The Alembic is more than just a bar or restaurant, it’s a mad scientist laboratory for food and drinks, with the customers along for the ride as willing accomplices.
Conventional wisdom generally dictates a lowest-common-denominator approach to pub drinks and food: a menu loaded with fried, spicy and salty food that appeals to a lot of people and keeps them drinking familiar beverages without too much thought. The Alembic throws conventional wisdom out the window. Rather than pull customers along the predictable path, Alembic challenges them with a palate pleasing palette of flavors that customers may mix to fit their mood.
The Alembic, the Upper Haight sibling of Magnolia, is a little hard to pin down to a category. It’s known mostly for inspired interpretations of mixed drinks made with top-notch ingredients.
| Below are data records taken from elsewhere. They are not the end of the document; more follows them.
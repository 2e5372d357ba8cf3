//! Provenance tracking.
//!
//! Records which rule derived each fact, in which round, and from which
//! premises, so the debugger can answer "why is this fact here?".
//! Only the first derivation of a fact is kept; later rounds can never
//! re-derive it because duplicates are suppressed.

use std::collections::HashMap;

use strata_foundation::{Node, Triple};

/// Verbosity level for provenance tracking.
#[derive(Clone, Copy, Debug, Default, PartialEq, Eq, PartialOrd, Ord)]
pub enum ProvenanceVerbosity {
    /// Nothing is recorded.
    #[default]
    Off,

    /// Rule and round only.
    Minimal,

    /// Rule, round, and the premises the body matched.
    Standard,

    /// Standard plus a snapshot of the variable bindings.
    Full,
}

impl ProvenanceVerbosity {
    /// Returns true if anything is recorded.
    #[must_use]
    pub fn is_enabled(self) -> bool {
        self != Self::Off
    }

    /// Returns true if premises are recorded.
    #[must_use]
    pub fn keeps_premises(self) -> bool {
        self >= Self::Standard
    }
}

/// How one fact came to be.
#[derive(Clone, Debug, PartialEq, Eq)]
pub struct DerivationRecord {
    /// Label of the rule that produced the fact.
    pub rule: String,

    /// Round in which it was produced; 0 for axioms.
    pub round: u32,

    /// Statements matched by the rule body (Standard+).
    pub premises: Vec<Triple>,

    /// Variable bindings at derivation time (Full only).
    pub bindings: Option<Vec<(String, Node)>>,
}

impl DerivationRecord {
    /// Creates a record with no premises.
    #[must_use]
    pub fn new(rule: impl Into<String>, round: u32) -> Self {
        Self {
            rule: rule.into(),
            round,
            premises: Vec::new(),
            bindings: None,
        }
    }

    /// Sets the matched premises.
    #[must_use]
    pub fn with_premises(mut self, premises: Vec<Triple>) -> Self {
        self.premises = premises;
        self
    }

    /// Sets the bindings snapshot.
    #[must_use]
    pub fn with_bindings(mut self, bindings: Vec<(String, Node)>) -> Self {
        self.bindings = Some(bindings);
        self
    }

    /// Returns true if the fact was asserted as an axiom.
    #[must_use]
    pub fn is_axiom(&self) -> bool {
        self.round == 0
    }
}

/// Derivation records keyed by fact.
#[derive(Clone, Debug, Default)]
pub struct ProvenanceTracker {
    records: HashMap<Triple, DerivationRecord>,
    verbosity: ProvenanceVerbosity,
}

impl ProvenanceTracker {
    /// Creates a tracker that records nothing.
    #[must_use]
    pub fn new() -> Self {
        Self::default()
    }

    /// Creates a tracker with the given verbosity.
    #[must_use]
    pub fn with_verbosity(verbosity: ProvenanceVerbosity) -> Self {
        Self {
            records: HashMap::new(),
            verbosity,
        }
    }

    /// Returns the current verbosity level.
    #[must_use]
    pub fn verbosity(&self) -> ProvenanceVerbosity {
        self.verbosity
    }

    /// Sets the verbosity level. Switching off clears existing records.
    pub fn set_verbosity(&mut self, verbosity: ProvenanceVerbosity) {
        if !verbosity.is_enabled() {
            self.records.clear();
        }
        self.verbosity = verbosity;
    }

    /// Records the derivation of a fact, trimmed to the current verbosity.
    /// The first record for a fact wins.
    pub fn record(&mut self, fact: Triple, mut record: DerivationRecord) {
        if !self.verbosity.is_enabled() {
            return;
        }
        if !self.verbosity.keeps_premises() {
            record.premises.clear();
        }
        if self.verbosity != ProvenanceVerbosity::Full {
            record.bindings = None;
        }
        self.records.entry(fact).or_insert(record);
    }

    /// Answers "why is this fact here?".
    #[must_use]
    pub fn why(&self, fact: &Triple) -> Option<&DerivationRecord> {
        self.records.get(fact)
    }

    /// Returns the round in which a fact was derived.
    #[must_use]
    pub fn derived_in_round(&self, fact: &Triple) -> Option<u32> {
        self.records.get(fact).map(|r| r.round)
    }

    /// Returns every fact produced by a rule, ordered by round.
    #[must_use]
    pub fn facts_by_rule(&self, rule: &str) -> Vec<(&Triple, &DerivationRecord)> {
        let mut facts: Vec<_> = self
            .records
            .iter()
            .filter(|(_, r)| r.rule == rule)
            .collect();
        facts.sort_by(|a, b| (a.1.round, a.0).cmp(&(b.1.round, b.0)));
        facts
    }

    /// Returns the number of recorded facts.
    #[must_use]
    pub fn len(&self) -> usize {
        self.records.len()
    }

    /// Returns true if nothing is recorded.
    #[must_use]
    pub fn is_empty(&self) -> bool {
        self.records.is_empty()
    }

    /// Iterates all records.
    pub fn iter(&self) -> impl Iterator<Item = (&Triple, &DerivationRecord)> {
        self.records.iter()
    }

    /// Clears all provenance data.
    pub fn clear(&mut self) {
        self.records.clear();
    }
}
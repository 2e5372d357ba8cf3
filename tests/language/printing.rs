//! Printer integration tests

use strata_foundation::{Node, Triple};
use strata_language::{PrefixMap, PrettyConfig, RulePrinter, format_node, format_triple, parse_rules};

#[test]
fn printed_rule_set_reparses_to_the_same_rules() {
    let source = "@prefix ex: <http://example.org/> .\n\
        [r1: (?a ex:p ?b) notEqual(?a, ?b) -> (?b ex:p ?a)]\n\
        [r2: (?a ex:q pair(?b, 3)) -> (?a ex:r \"x\"@en)]\n\
        [-> (ex:s ex:t ex:u)]";
    let set = parse_rules(source).unwrap();
    let printed = set.to_string();
    let reparsed = parse_rules(&printed).unwrap();
    assert_eq!(reparsed.len(), set.len());
    for (a, b) in set.rules.iter().zip(&reparsed.rules) {
        assert_eq!(a.body, b.body);
        assert_eq!(a.head, b.head);
        assert_eq!(a.name, b.name);
    }
}

#[test]
fn multi_line_rules_put_clauses_on_lines() {
    let set = parse_rules("[r: (?a rdf:type ?b) (?b rdf:type ?c) -> (?a rdf:type ?c)]").unwrap();
    let text = RulePrinter::new(&set.rules[0])
        .with_prefixes(&set.prefixes)
        .with_config(PrettyConfig { multi_line: true })
        .to_string();
    assert!(text.lines().count() > 1);
    assert!(parse_rules(&text).is_ok());
}

#[test]
fn statements_compact_with_prefixes() {
    let mut prefixes = PrefixMap::new();
    prefixes.insert("ex", "http://example.org/");
    let triple = Triple::new(
        Node::resource("http://example.org/a"),
        Node::resource("http://www.w3.org/1999/02/22-rdf-syntax-ns#type"),
        Node::resource("urn:other"),
    );
    assert_eq!(
        format_triple(&triple, Some(&prefixes)),
        "(ex:a rdf:type <urn:other>)"
    );
    assert_eq!(format_node(&triple.subject, None), "<http://example.org/a>");
}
The traditional “Canon” portion of the drinks menu features time-honored cocktails like a Sazarac (with 6-year rye whiskey and Peychaud’s bitters) and an Old Fashioned, stripped of the garbage with which the noble old warhorse is often weighed down. Even more popular are Alembic’s “New School” cocktail creations, such as The Vow of Silence and Promissory Note. It goes without saying that Alembic’s spirits are first rate, and the board above the bar abounds with remarkable whiskeys, gins, rums and tequilas.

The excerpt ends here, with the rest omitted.